The flaw, tracked as CVE-2022-26138, arises when the app in question is enabled on either of two services, causing it to create a Confluence user account with the username "disabledsystemuser."
While this account, Atlassian says, is to help administrators migrate data from the app to Confluence Cloud, it's also created with a hard-coded password, effectively allowing viewing and editing all non-restricted pages within Confluence by default.
"A remote, unauthenticated attacker with knowledge of the hard-coded password could exploit this to log into Confluence and access any pages the confluence-users group has access to," the company said in an advisory, adding that "the hard-coded password is trivial to obtain after downloading and reviewing affected versions of the app."
Questions for Confluence versions 2.7.34, 2.7.35, and 3.0.2 are impacted by the flaw, with fixes available in versions 2.7.38 and 3.0.5. Alternatively, users can disable or delete the disabledsystemuser account.
While Atlassian has pointed out that there's no evidence of active exploitation of the flaw, users can look for indicators of compromise by checking the last authentication time for the account. "If the last authentication time for disabledsystemuser is null, that means the account exists but no one has ever logged into it," it said.
Separately, the Australian software company also moved to patch a pair of critical flaws, which it calls servlet filter dispatcher vulnerabilities, impacting multiple products -
- Bamboo Server and Data Center
- Bitbucket Server and Data Center
- Confluence Server and Data Center
- Crowd Server and Data Center
- Fisheye and Crucible
- Jira Server and Data Center, and
- Jira Service Management Server and Data Center
Successful exploitation of the bugs, tracked as CVE-2022-26136 and CVE-2022-26137, could enable an unauthenticated, remote attacker to bypass authentication used by third-party apps, execute arbitrary JavaScript code, and circumvent the cross-origin resource sharing (CORS) browser mechanism by sending a specially crafted HTTP request.
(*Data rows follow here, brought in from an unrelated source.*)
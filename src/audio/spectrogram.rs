use rayon::prelude::*;
use rustfft::{num_complex::Complex, FftPlanner};

use super::decode::Waveform;

/// STFT window length. 2048 samples gives ~21 Hz bins at 44.1 kHz while a
/// column still spans well under one video frame at 30 fps.
pub const FFT_SIZE: usize = 2048;

/// Magnitudes more than this far below the peak are floored.
const TOP_DB: f32 = 80.0;
const AMPLITUDE_FLOOR: f32 = 1e-5;

/// Normalized magnitude matrix, one column per hop.
///
/// Stored column-major (`data[frame * bins + bin]`) so a frame query is a
/// contiguous slice.
#[derive(Clone, Debug)]
pub struct Spectrogram {
    bins: usize,
    frames: usize,
    hop: usize,
    data: Vec<f32>,
}

impl Spectrogram {
    /// Compute the dB-normalized spectrogram with one column per video tick.
    pub fn compute(waveform: &Waveform, fps: u32) -> Self {
        let hop = hop_length(waveform.sample_rate, fps);
        let samples = &waveform.samples;
        let frames = 1 + samples.len() / hop;
        let bins = FFT_SIZE / 2 + 1;

        log::info!(
            "STFT: {} columns, {} bins, hop={} samples, window={}",
            frames,
            bins,
            hop,
            FFT_SIZE
        );

        let mut planner = FftPlanner::<f32>::new();
        let fft = planner.plan_fft_forward(FFT_SIZE);
        let hann = hann_window(FFT_SIZE);

        let columns: Vec<Vec<f32>> = (0..frames)
            .into_par_iter()
            .map(|frame_idx| {
                let center = frame_idx * hop;
                let mut buffer = vec![Complex::new(0.0f32, 0.0); FFT_SIZE];
                for (i, slot) in buffer.iter_mut().enumerate() {
                    // Centered frames: zero padding of FFT_SIZE / 2 on both ends.
                    let Some(idx) = (center + i).checked_sub(FFT_SIZE / 2) else {
                        continue;
                    };
                    if let Some(&s) = samples.get(idx) {
                        *slot = Complex::new(s * hann[i], 0.0);
                    }
                }
                fft.process(&mut buffer);
                buffer[..bins].iter().map(|c| c.norm()).collect()
            })
            .collect();

        let mut data: Vec<f32> = columns.into_iter().flatten().collect();
        normalize_db(&mut data);

        Self {
            bins,
            frames,
            hop,
            data,
        }
    }

    #[cfg(test)]
    pub fn from_columns(columns: Vec<Vec<f32>>) -> Self {
        let frames = columns.len();
        let bins = columns.first().map_or(0, Vec::len);
        assert!(columns.iter().all(|c| c.len() == bins));
        Self {
            bins,
            frames,
            hop: 1,
            data: columns.into_iter().flatten().collect(),
        }
    }

    pub fn bins(&self) -> usize {
        self.bins
    }

    pub fn frames(&self) -> usize {
        self.frames
    }

    pub fn hop(&self) -> usize {
        self.hop
    }

    /// Out-of-range frame policy: indices past the end clamp to the last
    /// column rather than erroring.
    pub fn resolve_frame(&self, frame_index: usize) -> usize {
        frame_index.min(self.frames.saturating_sub(1))
    }

    /// Column for `frame_index` after applying [`Spectrogram::resolve_frame`].
    pub fn column(&self, frame_index: usize) -> &[f32] {
        if self.frames == 0 {
            return &[];
        }
        let frame = self.resolve_frame(frame_index);
        &self.data[frame * self.bins..(frame + 1) * self.bins]
    }
}

pub fn hop_length(sample_rate: u32, fps: u32) -> usize {
    (sample_rate / fps.max(1)).max(1) as usize
}

/// Convert raw magnitudes to dB relative to the peak, then min-max to [0, 1].
fn normalize_db(data: &mut [f32]) {
    let peak = data.iter().copied().fold(0.0f32, f32::max).max(AMPLITUDE_FLOOR);
    let ref_db = 20.0 * peak.log10();

    for v in data.iter_mut() {
        let db = 20.0 * v.max(AMPLITUDE_FLOOR).log10() - ref_db;
        *v = db.max(-TOP_DB);
    }

    let (min, max) = data
        .iter()
        .fold((f32::INFINITY, f32::NEG_INFINITY), |(lo, hi), &v| (lo.min(v), hi.max(v)));
    let range = max - min;

    for v in data.iter_mut() {
        *v = if range > f32::EPSILON { (*v - min) / range } else { 0.0 };
    }
}

/// Periodic Hann window (denominator `size`, not `size - 1`).
fn hann_window(size: usize) -> Vec<f32> {
    (0..size)
        .map(|i| 0.5 * (1.0 - (std::f32::consts::TAU * i as f32 / size as f32).cos()))
        .collect()
}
"Atlassian has released updates that fix the root cause of this vulnerability, but has not exhaustively enumerated all potential consequences of this vulnerability," the company cautioned in its advisory regarding CVE-2022-26137.
Update: Atlassian on Thursday warned that the critical Questions For Confluence app vulnerability is likely to be exploited in the wild after the hard-coded password became publicly known, urging its customers to remediate the issue as soon as possible.
"An external party has discovered and publicly disclosed the hardcoded password on Twitter," the company said. "It is important to remediate this vulnerability on affected systems immediately."
The software firm also emphasized that uninstalling the Questions for Confluence app does not address the vulnerability, as the created account does not get automatically removed after the app has been uninstalled. It's instead recommending that users either update to the latest version of the app or manually disable or delete the account.